BorisI am in the Richard Kay column in the Daily Mail today (see below for text of article). This is thrilling news on many counts. First they have made me younger than I am (always useful for an anti-ageing guru), second they call me “pouting” and finally it’s only a matter of time before Boris gets on the phone to ask when my new exclusively Old Etonian retreat is going to take place.

I have always wanted to meet Boris; I think he seems extremely amusing and now that he’s mayor of London he will be a useful contact to have. I could talk to him about my plans to introduce 24-hour opening at Harvey Nichols for example and to ban smoking in the royal boroughs of Kensington and Chelsea. Now that all these smokers intent on killing themselves can only do so outside, London air has become extremely ageing. I think it should only be permitted outside zone one. Boris can implement my plan. After the retreat, obviously.

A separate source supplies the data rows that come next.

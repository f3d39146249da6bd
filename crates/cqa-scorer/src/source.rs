//! Asynchronous frame sources.

use std::collections::VecDeque;
use std::convert::Infallible;
use std::future::Future;

/// An ordered stream of frame buffers whose reads may be pending.
///
/// The scorer drains a source completely before computing anything, so a
/// read failure aborts the whole analysis.
pub trait FrameSource {
    type Frame: AsRef<[u8]> + Send;
    type Error;

    /// Read the next frame, or `None` once the source is exhausted.
    fn next_frame(
        &mut self,
    ) -> impl Future<Output = Option<Result<Self::Frame, Self::Error>>> + Send;
}

/// In-memory frames never fail to read.
impl<T> FrameSource for VecDeque<T>
where
    T: AsRef<[u8]> + Send,
{
    type Frame = T;
    type Error = Infallible;

    async fn next_frame(&mut self) -> Option<Result<T, Infallible>> {
        self.pop_front().map(Ok)
    }
}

Pouting anti-ageing authoress Helena “To Hell In High Heels” Frith-Powell says she’s planning a special Toffs Weekend at her new health spa, Renew Retreats, in the South of France.

Helena, 40, who likes to swim in the nude, says: “Now it’s cool to be an Old Etonian again, I’m sure they could benefit from some exercise and style hints.”

But just who could Helena have in mind? “David Cameron looks pretty fit, but I think Boris Johnson could benefit,” she explains.